## Information given
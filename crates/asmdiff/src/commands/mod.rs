//! Command implementations.
//!
//! Turns parsed arguments into a [`HarnessConfig`] and hands off to the
//! single-file or suite runner.

mod run;

use asmdiff::{HarnessConfig, TargetArch, TestKind, ToolConfig};

use crate::cli::{Cli, EXIT_FAILURE, ToolArgs};
use crate::terminal;

/// Run the harness as described by `cli` and return the process exit code.
pub fn run_command(cli: &Cli) -> i32 {
    let arches = match TargetArch::parse_list(&cli.target) {
        Ok(a) => a,
        Err(e) => {
            terminal::error(&e);
            return EXIT_FAILURE;
        }
    };
    let config = build_config(cli);

    match &cli.file {
        Some(file) => run::run_single(&config, file, &arches, cli.silent),
        None => {
            let kinds = match TestKind::parse_list(&cli.kind) {
                Ok(k) => k,
                Err(e) => {
                    terminal::error(&e);
                    return EXIT_FAILURE;
                }
            };
            run::run_suites(&config, &kinds, &arches, cli.silent)
        }
    }
}

fn build_config(cli: &Cli) -> HarnessConfig {
    let mut config = HarnessConfig::default()
        .with_root(&cli.root)
        .with_tools(apply_tool_overrides(ToolConfig::detect(), &cli.tools))
        .with_timeout(cli.timeout)
        .with_jobs(cli.jobs)
        .with_strict_diagnostics(cli.strict_diagnostics);
    if let Some(dir) = &cli.work_dir {
        config = config.with_work_dir(dir);
    }
    config
}

fn apply_tool_overrides(mut tools: ToolConfig, args: &ToolArgs) -> ToolConfig {
    if let Some(p) = &args.compiler {
        tools.compiler.clone_from(p);
    }
    if let Some(p) = &args.reference_cc {
        tools.reference_cc.clone_from(p);
    }
    if let Some(p) = &args.riscv_cc {
        tools.riscv_cc.clone_from(p);
    }
    if let Some(p) = &args.aarch64_cc {
        tools.aarch64_cc.clone_from(p);
    }
    if let Some(p) = &args.simulator {
        tools.simulator.clone_from(p);
    }
    if let Some(shim) = &args.simulator_shim {
        tools.simulator_shim.clone_from(shim);
    }
    tools
}
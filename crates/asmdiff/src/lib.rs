//! asmdiff - differential validation of generated assembly
//!
//! Compiles each corpus program with the compiler under test for a target
//! architecture, links and runs the result, and checks that it behaves exactly
//! like the same program built by a trusted reference compiler (or, for
//! languages without one, like a recorded answer file).
//!
//! # Example
//!
//! ```ignore
//! use asmdiff::{FailureLedger, HarnessConfig, SuiteRunner, TargetArch, TestKind, Toolchain};
//!
//! let config = HarnessConfig::default().with_jobs(0);
//! let toolchain = Toolchain::new(config.tools.clone());
//! toolchain.verify(&config, TargetArch::ALL, TestKind::ALL)?;
//!
//! let ledger = FailureLedger::new();
//! let runner = SuiteRunner::new(&config, &toolchain, &ledger)?;
//! let cases = asmdiff::discover(&config.resolve(&config.c.source_dir), TestKind::C)?;
//! let result = runner.run(TestKind::C, TargetArch::Riscv64, &cases)?;
//! print!("{}", ledger.report());
//! ```

pub mod arch;
pub mod artifacts;
pub mod build_utils;
pub mod case;
pub mod compare;
pub mod config;
mod error;
pub mod executor;
pub mod ledger;
pub mod metrics;
pub mod process;
pub mod suite;
pub mod toolchain;

pub use arch::TargetArch;
pub use artifacts::{ArtifactPaths, ArtifactSet};
pub use case::{MismatchDetail, Stage, StageOutcome, StreamDiff, TestCase, TestKind};
pub use compare::{compare_oracle, compare_results};
pub use config::{CorpusConfig, DEFAULT_TIMEOUT_SECS, HarnessConfig, ToolConfig};
pub use error::{Error, Result};
pub use executor::CaseExecutor;
pub use ledger::{FailureLedger, FailureRecord};
pub use process::{ProcessResult, ProcessRunner, RunError, ToolCommand};
pub use suite::{SuiteResult, SuiteRunner, check_runtimes, discover, resolve_single};
pub use toolchain::{ArchCommands, ExecutionStrategy, Toolchain};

## Work instructions
Exactly as they appear above, print all the entries.

## Response below
filename crates/asmdiff/src/commands/mod.rs
//! Command implementations.
//!
//! Turns parsed arguments into a [`HarnessConfig`] and hands off to the
//! single-file or suite runner.

mod run;

use asmdiff::{HarnessConfig, TargetArch, TestKind, ToolConfig};

use crate::cli::{Cli, EXIT_FAILURE, ToolArgs};
use crate::terminal;

/// Run the harness as described by `cli` and return the process exit code.
pub fn run_command(cli: &Cli) -> i32 {
    let arches = match TargetArch::parse_list(&cli.target) {
        Ok(a) => a,
        Err(e) => {
            terminal::error(&e);
            return EXIT_FAILURE;
        }
    };
    let config = build_config(cli);

    match &cli.file {
        Some(file) => run::run_single(&config, file, &arches, cli.silent),
        None => {
            let kinds = match TestKind::parse_list(&cli.kind) {
                Ok(k) => k,
                Err(e) => {
                    terminal::error(&e);
                    return EXIT_FAILURE;
                }
            };
            run::run_suites(&config, &kinds, &arches, cli.silent)
        }
    }
}

fn build_config(cli: &Cli) -> HarnessConfig {
    let mut config = HarnessConfig::default()
        .with_root(&cli.root)
        .with_tools(apply_tool_overrides(ToolConfig::detect(), &cli.tools))
        .with_timeout(cli.timeout)
        .with_jobs(cli.jobs)
        .with_strict_diagnostics(cli.strict_diagnostics);
    if let Some(dir) = &cli.work_dir {
        config = config.with_work_dir(dir);
    }
    config
}

fn apply_tool_overrides(mut tools: ToolConfig, args: &ToolArgs) -> ToolConfig {
    if let Some(p) = &args.compiler {
        tools.compiler.clone_from(p);
    }
    if let Some(p) = &args.reference_cc {
        tools.reference_cc.clone_from(p);
    }
    if let Some(p) = &args.riscv_cc {
        tools.riscv_cc.clone_from(p);
    }
    if let Some(p) = &args.aarch64_cc {
        tools.aarch64_cc.clone_from(p);
    }
    if let Some(p) = &args.simulator {
        tools.simulator.clone_from(p);
    }
    if let Some(shim) = &args.simulator_shim {
        tools.simulator_shim.clone_from(shim);
    }
    tools
}
filename crates/asmdiff/src/lib.rs
//! asmdiff - differential validation of generated assembly
//!
//! Compiles each corpus program with the compiler under test for a target
//! architecture, links and runs the result, and checks that it behaves exactly
//! like the same program built by a trusted reference compiler (or, for
//! languages without one, like a recorded answer file).
//!
//! # Example
//!
//! ```ignore
//! use asmdiff::{FailureLedger, HarnessConfig, SuiteRunner, TargetArch, TestKind, Toolchain};
//!
//! let config = HarnessConfig::default().with_jobs(0);
//! let toolchain = Toolchain::new(config.tools.clone());
//! toolchain.verify(&config, TargetArch::ALL, TestKind::ALL)?;
//!
//! let ledger = FailureLedger::new();
//! let runner = SuiteRunner::new(&config, &toolchain, &ledger)?;
//! let cases = asmdiff::discover(&config.resolve(&config.c.source_dir), TestKind::C)?;
//! let result = runner.run(TestKind::C, TargetArch::Riscv64, &cases)?;
//! print!("{}", ledger.report());
//! ```

pub mod arch;
pub mod artifacts;
pub mod build_utils;
pub mod case;
pub mod compare;
pub mod config;
mod error;
pub mod executor;
pub mod ledger;
pub mod metrics;
pub mod process;
pub mod suite;
pub mod toolchain;

pub use arch::TargetArch;
pub use artifacts::{ArtifactPaths, ArtifactSet};
pub use case::{MismatchDetail, Stage, StageOutcome, StreamDiff, TestCase, TestKind};
pub use compare::{compare_oracle, compare_results};
pub use config::{CorpusConfig, DEFAULT_TIMEOUT_SECS, HarnessConfig, ToolConfig};
pub use error::{Error, Result};
pub use executor::CaseExecutor;
pub use ledger::{FailureLedger, FailureRecord};
pub use process::{ProcessResult, ProcessRunner, RunError, ToolCommand};
pub use suite::{SuiteResult, SuiteRunner, check_runtimes, discover, resolve_single};
pub use toolchain::{ArchCommands, ExecutionStrategy, Toolchain};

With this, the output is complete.